| Given records |
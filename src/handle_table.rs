//! Open descriptor bookkeeping. At most one real descriptor is held per
//! inode; concurrent logical opens share it through an open-count and the
//! descriptor is closed when the last open is released.

use crate::util::{errno_from_nix, oflag_from_bits};
use libc::c_int;
use nix::fcntl::{open, OFlag};
use nix::sys::stat::Mode;
use std::collections::HashMap;
use std::ffi::OsStr;
use std::os::fd::{AsFd, AsRawFd, BorrowedFd, IntoRawFd, OwnedFd};
use std::path::Path;

#[derive(Debug)]
struct FileHandle {
    fd: OwnedFd,
    inode: u64,
    open_count: u32,
}

#[derive(Debug, Default)]
pub struct HandleTable {
    by_fh: HashMap<u64, FileHandle>,
    fh_by_inode: HashMap<u64, u64>,
}

impl HandleTable {
    pub fn new() -> Self {
        Self::default()
    }

    /// Opens `path` for the inode, or joins the descriptor already open for
    /// it. Creation never goes through here (see the create path).
    pub fn acquire(&mut self, ino: u64, path: &OsStr, flags: i32) -> Result<u64, c_int> {
        if let Some(&fh) = self.fh_by_inode.get(&ino) {
            let handle = self.by_fh.get_mut(&fh).expect("handle maps diverged");
            handle.open_count += 1;
            return Ok(fh);
        }
        let oflag = oflag_from_bits(flags) | OFlag::O_CLOEXEC;
        assert!(
            !oflag.contains(OFlag::O_CREAT),
            "open with O_CREAT must use the create path"
        );
        let fd = open(Path::new(path), oflag, Mode::empty()).map_err(errno_from_nix)?;
        Ok(self.insert(ino, fd))
    }

    /// Registers a descriptor produced by create. If the inode is already
    /// open the fresh descriptor is dropped and the existing one shared.
    pub fn adopt(&mut self, ino: u64, fd: OwnedFd) -> u64 {
        if let Some(&fh) = self.fh_by_inode.get(&ino) {
            let handle = self.by_fh.get_mut(&fh).expect("handle maps diverged");
            handle.open_count += 1;
            return fh;
        }
        self.insert(ino, fd)
    }

    fn insert(&mut self, ino: u64, fd: OwnedFd) -> u64 {
        let fh = fd.as_raw_fd() as u64;
        self.by_fh.insert(
            fh,
            FileHandle {
                fd,
                inode: ino,
                open_count: 1,
            },
        );
        self.fh_by_inode.insert(ino, fh);
        fh
    }

    pub fn get(&self, fh: u64) -> Option<BorrowedFd<'_>> {
        self.by_fh.get(&fh).map(|handle| handle.fd.as_fd())
    }

    /// The descriptor already open for an inode, if any.
    pub fn descriptor_for(&self, ino: u64) -> Option<BorrowedFd<'_>> {
        self.fh_by_inode
            .get(&ino)
            .and_then(|fh| self.by_fh.get(fh))
            .map(|handle| handle.fd.as_fd())
    }

    pub fn has_handle(&self, ino: u64) -> bool {
        self.fh_by_inode.contains_key(&ino)
    }

    /// Drops one logical open; closes the descriptor when the count hits
    /// zero. An unknown handle id is EBADF.
    pub fn release(&mut self, fh: u64) -> Result<(), c_int> {
        let Some(handle) = self.by_fh.get_mut(&fh) else {
            return Err(libc::EBADF);
        };
        if handle.open_count > 1 {
            handle.open_count -= 1;
            return Ok(());
        }
        let handle = self.by_fh.remove(&fh).expect("handle just looked up");
        let mapped = self.fh_by_inode.remove(&handle.inode);
        assert_eq!(mapped, Some(fh), "handle maps diverged");
        nix::unistd::close(handle.fd.into_raw_fd()).map_err(errno_from_nix)
    }
}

| Task statement |
Copy out each line of the data above, exactly, if it lies between the line holding "use nix::sys::stat::Mode;" and the line holding "existing one shared.", inclusive; copy no other line.

| Solution below |
use nix::sys::stat::Mode;
use std::collections::HashMap;
use std::ffi::OsStr;
use std::os::fd::{AsFd, AsRawFd, BorrowedFd, IntoRawFd, OwnedFd};
use std::path::Path;

#[derive(Debug)]
struct FileHandle {
    fd: OwnedFd,
    inode: u64,
    open_count: u32,
}

#[derive(Debug, Default)]
pub struct HandleTable {
    by_fh: HashMap<u64, FileHandle>,
    fh_by_inode: HashMap<u64, u64>,
}

impl HandleTable {
    pub fn new() -> Self {
        Self::default()
    }

    /// Opens `path` for the inode, or joins the descriptor already open for
    /// it. Creation never goes through here (see the create path).
    pub fn acquire(&mut self, ino: u64, path: &OsStr, flags: i32) -> Result<u64, c_int> {
        if let Some(&fh) = self.fh_by_inode.get(&ino) {
            let handle = self.by_fh.get_mut(&fh).expect("handle maps diverged");
            handle.open_count += 1;
            return Ok(fh);
        }
        let oflag = oflag_from_bits(flags) | OFlag::O_CLOEXEC;
        assert!(
            !oflag.contains(OFlag::O_CREAT),
            "open with O_CREAT must use the create path"
        );
        let fd = open(Path::new(path), oflag, Mode::empty()).map_err(errno_from_nix)?;
        Ok(self.insert(ino, fd))
    }

    /// Registers a descriptor produced by create. If the inode is already
    /// open the fresh descriptor is dropped and the existing one shared.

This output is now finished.